Greenville’s Dawn Woodard adds golf national title to collection of championships
She’s won more tournaments than most, starting in junior golf, then in college and the amateur ranks. But some are more special — a national championship.
“Oh, absolutely, a dream come true,” Dawn Woodard, who lives in Greenville and plays at Thornblade Club, said in reflecting on her recent march to the U.S. Senior Women’s Amateur title in Hot Springs, Virginia.
Indeed, her first USGA championship merely represents the tip of the iceberg in chronicling her success on the golf course over the past 40-odd years. And maybe her victory should be no surprise; she’s on a current hot streak that defies reality.

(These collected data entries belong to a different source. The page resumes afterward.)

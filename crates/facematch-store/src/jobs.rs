//! SQLite job queue.
//!
//! Status only ever moves `queued → running → succeeded | failed`. Every
//! transition is a conditional `UPDATE` on the expected current status (and,
//! once running, on the claiming worker), so two workers can never own the
//! same job and terminal jobs never change again.

use chrono::{DateTime, Duration as ChronoDuration, Utc};
use rusqlite::{params, Connection, OptionalExtension, Row};
use serde::Serialize;
use serde_json::Value;
use std::fmt;
use std::path::Path;
use std::str::FromStr;
use std::sync::{Mutex, MutexGuard};
use std::time::Duration;
use thiserror::Error;

/// Error message recorded on queued jobs nobody claimed in time.
pub const EXPIRED_MESSAGE: &str = "expired before a worker claimed it";
pub const ABANDONED_MESSAGE: &str = "abandoned: worker lease expired before completion";

#[derive(Error, Debug)]
pub enum JobQueueError {
    #[error("sqlite: {0}")]
    Sqlite(#[from] rusqlite::Error),
    #[error("job {0} not found")]
    NotFound(String),
    #[error("job {id} is {status} and cannot make this transition")]
    NotClaimable { id: String, status: JobStatus },
    #[error("job payload: {0}")]
    Payload(#[from] serde_json::Error),
    #[error("job store directory: {0}")]
    Io(#[from] std::io::Error),
    #[error("corrupt job row: {0}")]
    Corrupt(String),
    #[error("job queue lock poisoned")]
    Poisoned,
}

#[derive(Debug, Clone, Copy, PartialEq, Eq, Serialize)]
#[serde(rename_all = "lowercase")]
pub enum JobStatus {
    Queued,
    Running,
    Succeeded,
    Failed,
}

impl JobStatus {
    pub fn as_str(&self) -> &'static str {
        match self {
            JobStatus::Queued => "queued",
            JobStatus::Running => "running",
            JobStatus::Succeeded => "succeeded",
            JobStatus::Failed => "failed",
        }
    }

    pub fn is_terminal(&self) -> bool {
        matches!(self, JobStatus::Succeeded | JobStatus::Failed)
    }
}

impl fmt::Display for JobStatus {
    fn fmt(&self, f: &mut fmt::Formatter<'_>) -> fmt::Result {
        f.write_str(self.as_str())
    }
}

impl FromStr for JobStatus {
    type Err = JobQueueError;

    fn from_str(s: &str) -> Result<Self, Self::Err> {
        match s {
            "queued" => Ok(JobStatus::Queued),
            "running" => Ok(JobStatus::Running),
            "succeeded" => Ok(JobStatus::Succeeded),
            "failed" => Ok(JobStatus::Failed),
            other => Err(JobQueueError::Corrupt(format!("unknown status {other:?}"))),
        }
    }
}

#[derive(Debug, Clone, Copy, PartialEq, Eq, Serialize)]
#[serde(rename_all = "lowercase")]
pub enum JobKind {
    Register,
    Search,
}

impl JobKind {
    pub fn as_str(&self) -> &'static str {
        match self {
            JobKind::Register => "register",
            JobKind::Search => "search",
        }
    }
}

impl FromStr for JobKind {
    type Err = JobQueueError;

    fn from_str(s: &str) -> Result<Self, Self::Err> {
        match s {
            "register" => Ok(JobKind::Register),
            "search" => Ok(JobKind::Search),
            other => Err(JobQueueError::Corrupt(format!("unknown kind {other:?}"))),
        }
    }
}

#[derive(Debug, Clone, PartialEq, Serialize)]
pub struct JobRecord {
    pub id: String,
    pub kind: JobKind,
    pub queue: String,
    pub status: JobStatus,
    pub payload: Value,
    #[serde(skip_serializing_if = "Option::is_none")]
    pub result: Option<Value>,
    #[serde(skip_serializing_if = "Option::is_none")]
    pub error: Option<String>,
    pub worker: Option<String>,
    pub enqueued_at: DateTime<Utc>,
    pub started_at: Option<DateTime<Utc>>,
    pub ended_at: Option<DateTime<Utc>>,
}

/// Outcome of one retention sweep.
#[derive(Debug, Default)]
pub struct PurgeReport {
    /// Queued jobs failed because nobody claimed them before their deadline.
    pub expired: Vec<JobRecord>,
    /// Running jobs failed because their worker's lease ran out.
    pub abandoned: Vec<JobRecord>,
    /// Terminal jobs deleted after their retention window.
    pub purged: usize,
}

const SCHEMA: &str = "
    CREATE TABLE IF NOT EXISTS jobs (
        id              TEXT PRIMARY KEY,
        queue           TEXT NOT NULL,
        kind            TEXT NOT NULL,
        status          TEXT NOT NULL,
        payload         TEXT NOT NULL,
        result          TEXT,
        error           TEXT,
        worker          TEXT,
        enqueued_at_ms  INTEGER NOT NULL,
        deadline_ms     INTEGER NOT NULL,
        lease_until_ms  INTEGER,
        started_at_ms   INTEGER,
        ended_at_ms     INTEGER
    );
    CREATE INDEX IF NOT EXISTS idx_jobs_queue_status ON jobs(queue, status, enqueued_at_ms);
";

const JOB_COLUMNS: &str =
    "id, queue, kind, status, payload, result, error, worker, enqueued_at_ms, started_at_ms, ended_at_ms";

pub struct SqliteJobQueue {
    conn: Mutex<Connection>,
}

impl SqliteJobQueue {
    pub fn open(path: &Path) -> Result<Self, JobQueueError> {
        crate::ensure_parent_dir(path)?;
        let conn = Connection::open(path)?;
        conn.query_row("PRAGMA journal_mode=WAL", [], |_| Ok(()))?;
        conn.busy_timeout(Duration::from_secs(5))?;
        conn.execute_batch(SCHEMA)?;
        tracing::info!(path = %path.display(), "job queue opened");
        Ok(Self { conn: Mutex::new(conn) })
    }

    pub fn open_in_memory() -> Result<Self, JobQueueError> {
        let conn = Connection::open_in_memory()?;
        conn.execute_batch(SCHEMA)?;
        Ok(Self { conn: Mutex::new(conn) })
    }

    fn conn(&self) -> Result<MutexGuard<'_, Connection>, JobQueueError> {
        self.conn.lock().map_err(|_| JobQueueError::Poisoned)
    }

    /// Enqueue a job; it must be claimed within `ttl` or the sweep fails it.
    pub fn submit(&self, queue: &str, kind: JobKind, payload: &Value, ttl: Duration) -> Result<JobRecord, JobQueueError> {
        let id = uuid::Uuid::new_v4().to_string();
        let now = Utc::now();
        let deadline = offset(now, ttl);

        let conn = self.conn()?;
        conn.execute(
            "INSERT INTO jobs (id, queue, kind, status, payload, enqueued_at_ms, deadline_ms)
             VALUES (?1, ?2, ?3, 'queued', ?4, ?5, ?6)",
            params![
                id,
                queue,
                kind.as_str(),
                serde_json::to_string(payload)?,
                now.timestamp_millis(),
                deadline.timestamp_millis(),
            ],
        )?;
        tracing::debug!(job_id = %id, queue, kind = kind.as_str(), "job submitted");
        fetch(&conn, &id)?.ok_or(JobQueueError::NotFound(id))
    }

    /// Atomically claim the oldest unexpired queued job of `queue`.
    ///
    /// The claim holds for `lease`; a job still running after that is failed
    /// by the sweep and can no longer be finished by its worker.
    pub fn claim_next(&self, queue: &str, worker: &str, lease: Duration) -> Result<Option<JobRecord>, JobQueueError> {
        let now = Utc::now();
        let now_ms = now.timestamp_millis();
        let lease_until_ms = offset(now, lease).timestamp_millis();
        let mut conn = self.conn()?;
        let tx = conn.transaction()?;

        let candidate: Option<String> = tx
            .query_row(
                "SELECT id FROM jobs
                 WHERE queue = ?1 AND status = 'queued' AND deadline_ms > ?2
                 ORDER BY enqueued_at_ms, rowid
                 LIMIT 1",
                params![queue, now_ms],
                |row| row.get(0),
            )
            .optional()?;
        let Some(id) = candidate else {
            return Ok(None);
        };

        let changed = tx.execute(
            "UPDATE jobs SET status = 'running', worker = ?2, started_at_ms = ?3, lease_until_ms = ?4
             WHERE id = ?1 AND status = 'queued'",
            params![id, worker, now_ms, lease_until_ms],
        )?;
        if changed != 1 {
            return Ok(None);
        }
        let job = fetch(&tx, &id)?;
        tx.commit()?;
        Ok(job)
    }

    pub fn complete(&self, id: &str, worker: &str, result: &Value) -> Result<JobRecord, JobQueueError> {
        let conn = self.conn()?;
        let changed = conn.execute(
            "UPDATE jobs SET status = 'succeeded', result = ?3, ended_at_ms = ?4
             WHERE id = ?1 AND status = 'running' AND worker = ?2",
            params![id, worker, serde_json::to_string(result)?, Utc::now().timestamp_millis()],
        )?;
        finish_transition(&conn, id, changed)
    }

    pub fn fail(&self, id: &str, worker: &str, error: &str) -> Result<JobRecord, JobQueueError> {
        let conn = self.conn()?;
        let changed = conn.execute(
            "UPDATE jobs SET status = 'failed', error = ?3, ended_at_ms = ?4
             WHERE id = ?1 AND status = 'running' AND worker = ?2",
            params![id, worker, error, Utc::now().timestamp_millis()],
        )?;
        finish_transition(&conn, id, changed)
    }

    /// Pure read; unknown and purged ids are `NotFound`.
    pub fn get(&self, id: &str) -> Result<JobRecord, JobQueueError> {
        let conn = self.conn()?;
        fetch(&conn, id)?.ok_or_else(|| JobQueueError::NotFound(id.to_string()))
    }

    /// Fail queued jobs past their deadline and running jobs past their
    /// lease, then delete terminal jobs that ended more than `result_ttl`
    /// before `now`.
    pub fn purge_expired(&self, now: DateTime<Utc>, result_ttl: Duration) -> Result<PurgeReport, JobQueueError> {
        let now_ms = now.timestamp_millis();
        let cutoff_ms = ChronoDuration::from_std(result_ttl)
            .ok()
            .and_then(|ttl| now.checked_sub_signed(ttl))
            .unwrap_or(DateTime::<Utc>::MIN_UTC)
            .timestamp_millis();

        let mut conn = self.conn()?;
        let tx = conn.transaction()?;

        let expired = fail_overdue(&tx, JobStatus::Queued, "deadline_ms", EXPIRED_MESSAGE, now_ms)?;
        let abandoned = fail_overdue(&tx, JobStatus::Running, "lease_until_ms", ABANDONED_MESSAGE, now_ms)?;

        let purged = tx.execute(
            "DELETE FROM jobs WHERE status IN ('succeeded', 'failed') AND ended_at_ms <= ?1",
            params![cutoff_ms],
        )?;
        tx.commit()?;

        if !expired.is_empty() || !abandoned.is_empty() || purged > 0 {
            tracing::info!(
                expired = expired.len(),
                abandoned = abandoned.len(),
                purged,
                "job retention sweep"
            );
        }
        Ok(PurgeReport {
            expired,
            abandoned,
            purged,
        })
    }

    /// Number of queued jobs waiting in `queue`.
    pub fn depth(&self, queue: &str) -> Result<u64, JobQueueError> {
        let conn = self.conn()?;
        let n: i64 = conn.query_row(
            "SELECT COUNT(*) FROM jobs WHERE queue = ?1 AND status = 'queued'",
            params![queue],
            |row| row.get(0),
        )?;
        Ok(n as u64)
    }
}

/// `now + span`, saturating at the far future.
fn offset(now: DateTime<Utc>, span: Duration) -> DateTime<Utc> {
    ChronoDuration::from_std(span)
        .ok()
        .and_then(|span| now.checked_add_signed(span))
        .unwrap_or(DateTime::<Utc>::MAX_UTC)
}

/// Fail every `status` job whose `column` deadline is at or before `now_ms`.
fn fail_overdue(
    tx: &Connection,
    status: JobStatus,
    column: &str,
    message: &str,
    now_ms: i64,
) -> Result<Vec<JobRecord>, JobQueueError> {
    let ids: Vec<String> = {
        let mut stmt = tx.prepare(&format!("SELECT id FROM jobs WHERE status = ?1 AND {column} <= ?2"))?;
        let rows = stmt.query_map(params![status.as_str(), now_ms], |row| row.get(0))?;
        rows.collect::<Result<_, _>>()?
    };

    let mut failed = Vec::with_capacity(ids.len());
    for id in &ids {
        let changed = tx.execute(
            "UPDATE jobs SET status = 'failed', error = ?3, ended_at_ms = ?4
             WHERE id = ?1 AND status = ?2",
            params![id, status.as_str(), message, now_ms],
        )?;
        if changed == 1 {
            if let Some(job) = fetch(tx, id)? {
                failed.push(job);
            }
        }
    }
    Ok(failed)
}

/// Resolve a conditional terminal update: the updated row, or why it did not apply.
fn finish_transition(conn: &Connection, id: &str, changed: usize) -> Result<JobRecord, JobQueueError> {
    let job = fetch(conn, id)?.ok_or_else(|| JobQueueError::NotFound(id.to_string()))?;
    if changed != 1 {
        return Err(JobQueueError::NotClaimable {
            id: id.to_string(),
            status: job.status,
        });
    }
    Ok(job)
}

fn fetch(conn: &Connection, id: &str) -> Result<Option<JobRecord>, JobQueueError> {
    let raw = conn
        .query_row(
            &format!("SELECT {JOB_COLUMNS} FROM jobs WHERE id = ?1"),
            params![id],
            read_raw_job,
        )
        .optional()?;
    raw.map(RawJob::into_record).transpose()
}

/// Column values as stored, decoded into a `JobRecord` outside the row callback.
struct RawJob {
    id: String,
    queue: String,
    kind: String,
    status: String,
    payload: String,
    result: Option<String>,
    error: Option<String>,
    worker: Option<String>,
    enqueued_at_ms: i64,
    started_at_ms: Option<i64>,
    ended_at_ms: Option<i64>,
}

fn read_raw_job(row: &Row<'_>) -> rusqlite::Result<RawJob> {
    Ok(RawJob {
        id: row.get(0)?,
        queue: row.get(1)?,
        kind: row.get(2)?,
        status: row.get(3)?,
        payload: row.get(4)?,
        result: row.get(5)?,
        error: row.get(6)?,
        worker: row.get(7)?,
        enqueued_at_ms: row.get(8)?,
        started_at_ms: row.get(9)?,
        ended_at_ms: row.get(10)?,
    })
}

impl RawJob {
    fn into_record(self) -> Result<JobRecord, JobQueueError> {
        Ok(JobRecord {
            kind: self.kind.parse()?,
            status: self.status.parse()?,
            payload: serde_json::from_str(&self.payload)?,
            result: self.result.as_deref().map(serde_json::from_str).transpose()?,
            error: self.error,
            worker: self.worker,
            enqueued_at: from_millis(self.enqueued_at_ms),
            started_at: self.started_at_ms.map(from_millis),
            ended_at: self.ended_at_ms.map(from_millis),
            id: self.id,
            queue: self.queue,
        })
    }
}

fn from_millis(ms: i64) -> DateTime<Utc> {
    DateTime::from_timestamp_millis(ms).unwrap_or_default()
}
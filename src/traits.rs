//! # Cache Trait Hierarchy
//!
//! Two layers of contract live here:
//!
//! ```text
//!   ┌─────────────────────────────────────────────────────────────────┐
//!   │                      CachePolicy<K, V>                          │
//!   │                                                                 │
//!   │   put(&self, K, V)                                              │
//!   │   get_to(&self, &K, &mut V) → bool                              │
//!   │   get_or_default(&self, &K) → V          (provided)             │
//!   │                                                                 │
//!   │   Shared-reference API. Implementors synchronise internally     │
//!   │   (one exclusive lock per instance), so callers may invoke      │
//!   │   concurrently. This is the uniform surface every public cache  │
//!   │   type exposes: LruCache, LfuCache, ArcCache, LruKCache,        │
//!   │   HashLruCache, HashLfuCache.                                   │
//!   └─────────────────────────────────────────────────────────────────┘
//!
//!   ┌─────────────────────────────────────────────────────────────────┐
//!   │                 CoreCache<K, V>  /  MutableCache<K, V>          │
//!   │                                                                 │
//!   │   insert(&mut, K, V) → Option<V>     remove(&mut, &K) →         │
//!   │   get(&mut, &K) → Option<&V>           Option<V>                │
//!   │   contains(&, &K) → bool                                        │
//!   │   len / is_empty / capacity / clear                             │
//!   │                                                                 │
//!   │   Single-threaded engine contract. The policy cores (LruCore,   │
//!   │   LfuCore, ArcCore, LruKCore) implement these and carry no      │
//!   │   lock; the public wrappers own the mutex.                      │
//!   └─────────────────────────────────────────────────────────────────┘
//! ```
//!
//! The split mirrors the core/wrapper structure of the policy modules: all
//! algorithmic work happens in an unsynchronised core, and thread safety is
//! layered on exactly once, at the outermost type.

/// Uniform lookup/insertion contract shared by every cache policy.
///
/// Implementors take `&self` and synchronise internally; operations on one
/// instance are linearisable. Values handed out are copies — no reference
/// into the cache ever escapes the lock.
///
/// # Example
///
/// ```
/// use tricache::traits::CachePolicy;
/// use tricache::policy::lru::LruCache;
/// use tricache::policy::lfu::LfuCache;
///
/// fn warm<C: CachePolicy<u32, String>>(cache: &C) {
///     for i in 0..4 {
///         cache.put(i, format!("v{i}"));
///     }
/// }
///
/// let lru: LruCache<u32, String> = LruCache::new(8);
/// let lfu: LfuCache<u32, String> = LfuCache::new(8);
/// warm(&lru);
/// warm(&lfu);
/// assert_eq!(lru.get_or_default(&1), "v1");
/// assert_eq!(lfu.get_or_default(&1), "v1");
/// ```
pub trait CachePolicy<K, V> {
    /// Inserts or overwrites `key`.
    ///
    /// If the key is resident its value is replaced and its
    /// position/frequency metadata refreshed; otherwise a new entry is
    /// created, evicting exactly one victim when the cache is full. A cache
    /// constructed with capacity 0 ignores all puts.
    fn put(&self, key: K, value: V);

    /// Copies the current value for `key` into `out`.
    ///
    /// On a hit the entry's position/frequency metadata is refreshed and
    /// `true` is returned. On a miss `out` is left untouched and `false` is
    /// returned.
    fn get_to(&self, key: &K, out: &mut V) -> bool;

    /// By-value convenience lookup: returns the value on a hit, a
    /// default-constructed `V` on a miss. Never fails.
    ///
    /// ```
    /// use tricache::traits::CachePolicy;
    /// use tricache::policy::lru::LruCache;
    ///
    /// let cache: LruCache<u32, u64> = LruCache::new(4);
    /// cache.put(7, 700);
    /// assert_eq!(cache.get_or_default(&7), 700);
    /// assert_eq!(cache.get_or_default(&8), 0); // miss → default
    /// ```
    fn get_or_default(&self, key: &K) -> V
    where
        V: Default,
    {
        let mut out = V::default();
        self.get_to(key, &mut out);
        out
    }
}

/// Core operations every single-threaded cache engine supports.
///
/// Engines require `&mut self` and are not thread-safe; the public cache
/// types wrap them in a lock and re-expose [`CachePolicy`].
pub trait CoreCache<K, V> {
    /// Inserts a key-value pair, returning the previous value if the key
    /// was resident. May evict one entry according to the policy.
    fn insert(&mut self, key: K, value: V) -> Option<V>;

    /// Looks up a key, updating policy metadata (recency / frequency) on a
    /// hit.
    fn get(&mut self, key: &K) -> Option<&V>;

    /// Checks presence without touching policy metadata.
    fn contains(&self, key: &K) -> bool;

    /// Number of resident entries.
    fn len(&self) -> usize;

    /// Returns `true` if no entries are resident.
    fn is_empty(&self) -> bool {
        self.len() == 0
    }

    /// Maximum number of simultaneously resident entries.
    fn capacity(&self) -> usize;

    /// Drops every entry, keeping configuration.
    fn clear(&mut self);
}

/// Engines that additionally support arbitrary key removal.
pub trait MutableCache<K, V>: CoreCache<K, V> {
    /// Removes a key, returning its value if it was resident.
    fn remove(&mut self, key: &K) -> Option<V>;
}
//! Criterion microbenches for the core put/get paths of each policy.

use std::hint::black_box;
use std::time::Instant;

use criterion::{Criterion, Throughput, criterion_group, criterion_main};

use tricache::policy::arc::ArcCache;
use tricache::policy::lfu::LfuCache;
use tricache::policy::lru::LruCache;
use tricache::policy::lru_k::LruKCache;
use tricache::policy::sharded::HashLruCache;
use tricache::traits::CachePolicy;

const CAPACITY: usize = 4096;
const OPS: u64 = 100_000;

fn bench_get_hit(c: &mut Criterion) {
    let mut group = c.benchmark_group("get_hit");
    group.throughput(Throughput::Elements(OPS));

    macro_rules! hit_bench {
        ($name:literal, $cache:expr) => {
            group.bench_function($name, |b| {
                b.iter_custom(|iters| {
                    let cache = $cache;
                    for i in 0..CAPACITY as u64 {
                        cache.put(i, i);
                    }
                    // Warm a second round so gated policies admit.
                    for i in 0..CAPACITY as u64 {
                        cache.put(i, i);
                    }
                    let mut out = 0u64;
                    let start = Instant::now();
                    for _ in 0..iters {
                        for i in 0..OPS {
                            let key = i % (CAPACITY as u64);
                            black_box(cache.get_to(&key, &mut out));
                        }
                    }
                    start.elapsed()
                })
            });
        };
    }

    hit_bench!("lru", LruCache::<u64, u64>::new(CAPACITY));
    hit_bench!("lfu", LfuCache::<u64, u64>::new(CAPACITY));
    hit_bench!("arc", ArcCache::<u64, u64>::new(CAPACITY));
    hit_bench!("lru_k", LruKCache::<u64, u64>::new(CAPACITY, CAPACITY, 2));
    hit_bench!("sharded_lru", HashLruCache::<u64, u64>::new(CAPACITY, 8));

    group.finish();
}

fn bench_insert_evict(c: &mut Criterion) {
    let mut group = c.benchmark_group("insert_evict");
    group.throughput(Throughput::Elements(OPS));

    macro_rules! churn_bench {
        ($name:literal, $cache:expr) => {
            group.bench_function($name, |b| {
                b.iter_custom(|iters| {
                    let cache = $cache;
                    let start = Instant::now();
                    for iter in 0..iters {
                        for i in 0..OPS {
                            // Monotone keys: every insert past capacity evicts.
                            let key = iter * OPS + i;
                            cache.put(black_box(key), key);
                        }
                    }
                    start.elapsed()
                })
            });
        };
    }

    churn_bench!("lru", LruCache::<u64, u64>::new(CAPACITY));
    churn_bench!("lfu", LfuCache::<u64, u64>::new(CAPACITY));
    churn_bench!("arc", ArcCache::<u64, u64>::new(CAPACITY));
    churn_bench!("sharded_lru", HashLruCache::<u64, u64>::new(CAPACITY, 8));

    group.finish();
}

criterion_group!(benches, bench_get_hit, bench_insert_evict);
criterion_main!(benches);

In her second year in the senior ranks (age 50 and older for women), Woodard has won national tournaments in Wisconsin, Florida, North Carolina, and Virginia. She found time to add to her myriad of Women’s South Carolina Golf Association trophies by prevailing in the State Senior Women’s Amateur. The outlier: a fourth-place in the Florida Senior Women’s Open.
Woodard learned the game at old Pineland Country Club growing up in the tiny Marion County town of Nichols, South Carolina. Pro Steve Heher provided her first instruction.
“We would swim and play golf,” she said. “We could be at the club all day.”
She won in the junior ranks and won in college — two-time Southern Conference Champion and three-time All-Southern Conference at Furman — before competing at a high level in amateur events. She has been the Carolinas Golf Association’s women’s player of the year three times and earned multiple qualifying medals in U.S. Mid-Amateurs before winning the U.S. Senior Women’s Amateur in her 42nd USGA event.
At Hot Springs, she finished ninth after two stroke-play qualifying rounds, then zoomed through four rounds of match play without reaching the 18th hole.
Then, the both the semifinals and final, she did not lead until the end.
“It’s kind of crazy; I was tied or behind all through those matches,” Woodard said. “I won 16 and 18 to come from one down to win the semis, then I won 16 to tie and finally won on the second playoff hole in the final.
“It was a hard golf course. Really just knowing if I keep giving myself opportunities, I still had a chance. More than anything, I think it’s just never giving up on myself.”
The finalists must play eight rounds in six days, a schedule that includes 36 holes on consecutive days.
“It’s definitely a grind,” she said.
Woodard, who runs a consulting business in Greenville and works with golfers on the mental side of the game, received a nice surprise before the final. Husband Jason arrived to support her.
“I thought he was going to Chicago on business,” she said. “But he drove to Roanoke, spent the night and got here before we started.”
Woodard’s victory is the third USGA championship won by a South Carolina native in the past five years. Jensen Castle (West Columbia) won the 2021 U.S. Women’s Amateur and Todd White (Spartanburg) won the 2023 U.S. Senior Amateur.
Woodard did not rest on her accomplishes. On Tuesday, five days after winning the national tournament, she added the CGA’s Carolinas Senior Women’s Amateur to her title collection.
Chip shots. Columbia’s John O’Brien fired a final-round 65 to pull even, then won the CGA’s Carolinas Senior Amateur title on the fourth playoff hole in Fayetteville, North Carolina. He had four straight birdies on the front nine and added four more (with a bogey) on the back. ... Clemson’s women placed seventh in the Mason Rudolph Championship in Franklin, Tennessee. Freshman Sarah Uebelhart led the Tigers, finishing 19th individually. ... In the SCJGA’s Players Series at Darlington CC, Shepherd Jablon (Charleston) led the boys’ competition and Brooke Mehlhouse (Fort Mill) earned the girls’ title in a playoff.